%%

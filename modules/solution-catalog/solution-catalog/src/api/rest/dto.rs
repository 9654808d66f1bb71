//! REST DTOs for the Solution Catalog module.

use std::collections::BTreeMap;

use chrono::{DateTime, Utc};
use serde::{Deserialize, Serialize};
use utoipa::{IntoParams, ToSchema};

use solution_catalog_sdk::{
    Environment, EnvironmentModule, Module, ModuleAttributes, ModuleComponent, ModuleDependency,
    NewEnvironment, Solution, SolutionModule,
};

/// A component shipped by a module.
#[derive(Debug, Clone, Serialize, Deserialize, ToSchema)]
#[serde(rename_all = "camelCase")]
pub struct ModuleComponentDto {
    pub id: String,
    pub name: String,
    /// One of `Backend`, `Frontend`, `ApiGateway`, `Setup`.
    #[serde(rename = "type")]
    pub component_type: String,
    pub description: String,
    #[serde(skip_serializing_if = "Option::is_none")]
    pub version: Option<String>,
}

impl From<ModuleComponent> for ModuleComponentDto {
    fn from(c: ModuleComponent) -> Self {
        Self {
            id: c.id,
            name: c.name,
            component_type: c.component_type.as_str().to_owned(),
            description: c.description,
            version: c.version,
        }
    }
}

#[derive(Debug, Clone, Serialize, Deserialize, ToSchema)]
#[serde(rename_all = "camelCase")]
pub struct ModuleDependencyDto {
    pub module_id: String,
    pub name: String,
    pub version: String,
}

impl From<ModuleDependency> for ModuleDependencyDto {
    fn from(d: ModuleDependency) -> Self {
        Self {
            module_id: d.module_id,
            name: d.name,
            version: d.version,
        }
    }
}

/// Optional links describing a module.
#[derive(Debug, Clone, Default, Serialize, Deserialize, ToSchema)]
#[serde(rename_all = "camelCase")]
pub struct ModuleAttributesDto {
    #[serde(skip_serializing_if = "Option::is_none")]
    pub documentation: Option<String>,
    #[serde(skip_serializing_if = "Option::is_none")]
    pub website: Option<String>,
    #[serde(skip_serializing_if = "Option::is_none")]
    pub license: Option<String>,
    #[serde(skip_serializing_if = "Option::is_none")]
    pub source_repository: Option<String>,
    /// Registry name to package URL.
    #[serde(default)]
    pub package_registries: BTreeMap<String, String>,
}

impl From<ModuleAttributes> for ModuleAttributesDto {
    fn from(a: ModuleAttributes) -> Self {
        Self {
            documentation: a.documentation,
            website: a.website,
            license: a.license,
            source_repository: a.source_repository,
            package_registries: a.package_registries,
        }
    }
}

/// Response DTO for a catalog module.
#[derive(Debug, Clone, Serialize, Deserialize, ToSchema)]
#[serde(rename_all = "camelCase")]
pub struct ModuleDto {
    pub id: String,
    pub name: String,
    pub description: String,
    pub maintainer: String,
    pub tags: Vec<String>,
    pub version: String,
    /// RFC 3339 timestamp of the latest release.
    pub last_updated: DateTime<Utc>,
    pub install_command: String,
    pub dependencies: Vec<ModuleDependencyDto>,
    pub attributes: ModuleAttributesDto,
    pub components: Vec<ModuleComponentDto>,
}

impl From<Module> for ModuleDto {
    fn from(m: Module) -> Self {
        Self {
            id: m.id,
            name: m.name,
            description: m.description,
            maintainer: m.maintainer,
            tags: m.tags,
            version: m.version,
            last_updated: m.last_updated,
            install_command: m.install_command,
            dependencies: m.dependencies.into_iter().map(Into::into).collect(),
            attributes: m.attributes.into(),
            components: m.components.into_iter().map(Into::into).collect(),
        }
    }
}

/// Rendered README of a module. Empty when unavailable.
#[derive(Debug, Clone, Serialize, Deserialize, ToSchema)]
pub struct ReadmeDto {
    pub html: String,
}

/// Query parameters for listing modules.
#[derive(Debug, Clone, Default, Deserialize, IntoParams)]
#[into_params(parameter_in = Query)]
pub struct ListModulesQuery {
    /// Case-insensitive substring matched against name, description and tags.
    pub q: Option<String>,
}

#[derive(Debug, Clone, Serialize, Deserialize, ToSchema)]
#[serde(rename_all = "camelCase")]
pub struct SolutionModuleDto {
    pub module_id: String,
    pub version: String,
}

impl From<SolutionModule> for SolutionModuleDto {
    fn from(m: SolutionModule) -> Self {
        Self {
            module_id: m.module_id,
            version: m.version,
        }
    }
}

#[derive(Debug, Clone, Serialize, Deserialize, ToSchema)]
#[serde(rename_all = "camelCase")]
pub struct EnvironmentModuleDto {
    pub module_id: String,
    pub version: String,
    /// One of `running`, `stopped`, `error`.
    pub status: String,
}

impl From<EnvironmentModule> for EnvironmentModuleDto {
    fn from(m: EnvironmentModule) -> Self {
        Self {
            module_id: m.module_id,
            version: m.version,
            status: m.status.as_str().to_owned(),
        }
    }
}

/// Response DTO for an environment.
#[derive(Debug, Clone, Serialize, Deserialize, ToSchema)]
#[serde(rename_all = "camelCase")]
pub struct EnvironmentDto {
    pub id: String,
    pub name: String,
    pub namespace: String,
    /// One of `running`, `stopped`, `error`.
    pub status: String,
    pub last_deployed: DateTime<Utc>,
    pub modules: Vec<EnvironmentModuleDto>,
}

impl From<Environment> for EnvironmentDto {
    fn from(e: Environment) -> Self {
        Self {
            id: e.id,
            name: e.name,
            namespace: e.namespace,
            status: e.status.as_str().to_owned(),
            last_deployed: e.last_deployed,
            modules: e.modules.into_iter().map(Into::into).collect(),
        }
    }
}

/// Response DTO for a solution.
#[derive(Debug, Clone, Serialize, Deserialize, ToSchema)]
#[serde(rename_all = "camelCase")]
pub struct SolutionDto {
    pub id: String,
    pub name: String,
    pub description: String,
    pub organization: String,
    pub created_at: DateTime<Utc>,
    pub updated_at: DateTime<Utc>,
    pub modules: Vec<SolutionModuleDto>,
    pub environments: Vec<EnvironmentDto>,
}

impl From<Solution> for SolutionDto {
    fn from(s: Solution) -> Self {
        Self {
            id: s.id,
            name: s.name,
            description: s.description,
            organization: s.organization,
            created_at: s.created_at,
            updated_at: s.updated_at,
            modules: s.modules.into_iter().map(Into::into).collect(),
            environments: s.environments.into_iter().map(Into::into).collect(),
        }
    }
}

/// Request DTO for adding an environment to a solution.
#[derive(Debug, Clone, Serialize, Deserialize, ToSchema)]
#[serde(rename_all = "camelCase")]
pub struct AddEnvironmentRequest {
    pub name: String,
    pub namespace: String,
}

impl From<AddEnvironmentRequest> for NewEnvironment {
    fn from(req: AddEnvironmentRequest) -> Self {
        Self::new(req.name, req.namespace)
    }
}

/// Request DTO for installing a module into an environment.
#[derive(Debug, Clone, Serialize, Deserialize, ToSchema)]
#[serde(rename_all = "camelCase")]
pub struct InstallModuleRequest {
    pub module_id: String,
    pub version: String,
}

#[cfg(test)]
mod tests {
    use super::*;
    use solution_catalog_sdk::{ComponentType, EnvironmentStatus};

    #[test]
    fn test_environment_dto_is_camel_case() {
        let env = Environment {
            id: "dev".to_owned(),
            name: "Development".to_owned(),
            namespace: "ns-dev".to_owned(),
            status: EnvironmentStatus::Error,
            last_deployed: DateTime::<Utc>::UNIX_EPOCH,
            modules: vec![EnvironmentModule::new("redis", "7", EnvironmentStatus::Stopped)],
        };

        let json = serde_json::to_value(EnvironmentDto::from(env)).unwrap();
        assert_eq!(json["status"], "error");
        assert_eq!(json["lastDeployed"], "1970-01-01T00:00:00Z");
        assert_eq!(json["modules"][0]["moduleId"], "redis");
        assert_eq!(json["modules"][0]["status"], "stopped");
    }

    #[test]
    fn test_component_type_field_name() {
        let dto = ModuleComponentDto::from(ModuleComponent {
            id: "gw".to_owned(),
            name: "Gateway".to_owned(),
            component_type: ComponentType::ApiGateway,
            description: String::new(),
            version: None,
        });

        let json = serde_json::to_value(dto).unwrap();
        assert_eq!(json["type"], "ApiGateway");
        assert!(json.get("version").is_none());
    }

    #[test]
    fn test_install_request_deserializes() {
        let req: InstallModuleRequest =
            serde_json::from_str(r#"{"moduleId":"kafka","version":"3.6.0"}"#).unwrap();
        assert_eq!(req.module_id, "kafka");
        assert_eq!(req.version, "3.6.0");
    }
}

%%

▶ _Brief_:
Write down exactly the span of lines above from the one containing "fn from(m: Module)" to the one containing "impl From<SolutionModule> for", both ends included.

▶ _Response for this exercise_:
    fn from(m: Module) -> Self {
        Self {
            id: m.id,
            name: m.name,
            description: m.description,
            maintainer: m.maintainer,
            tags: m.tags,
            version: m.version,
            last_updated: m.last_updated,
            install_command: m.install_command,
            dependencies: m.dependencies.into_iter().map(Into::into).collect(),
            attributes: m.attributes.into(),
            components: m.components.into_iter().map(Into::into).collect(),
        }
    }
}

/// Rendered README of a module. Empty when unavailable.
#[derive(Debug, Clone, Serialize, Deserialize, ToSchema)]
pub struct ReadmeDto {
    pub html: String,
}

/// Query parameters for listing modules.
#[derive(Debug, Clone, Default, Deserialize, IntoParams)]
#[into_params(parameter_in = Query)]
pub struct ListModulesQuery {
    /// Case-insensitive substring matched against name, description and tags.
    pub q: Option<String>,
}

#[derive(Debug, Clone, Serialize, Deserialize, ToSchema)]
#[serde(rename_all = "camelCase")]
pub struct SolutionModuleDto {
    pub module_id: String,
    pub version: String,
}

impl From<SolutionModule> for SolutionModuleDto {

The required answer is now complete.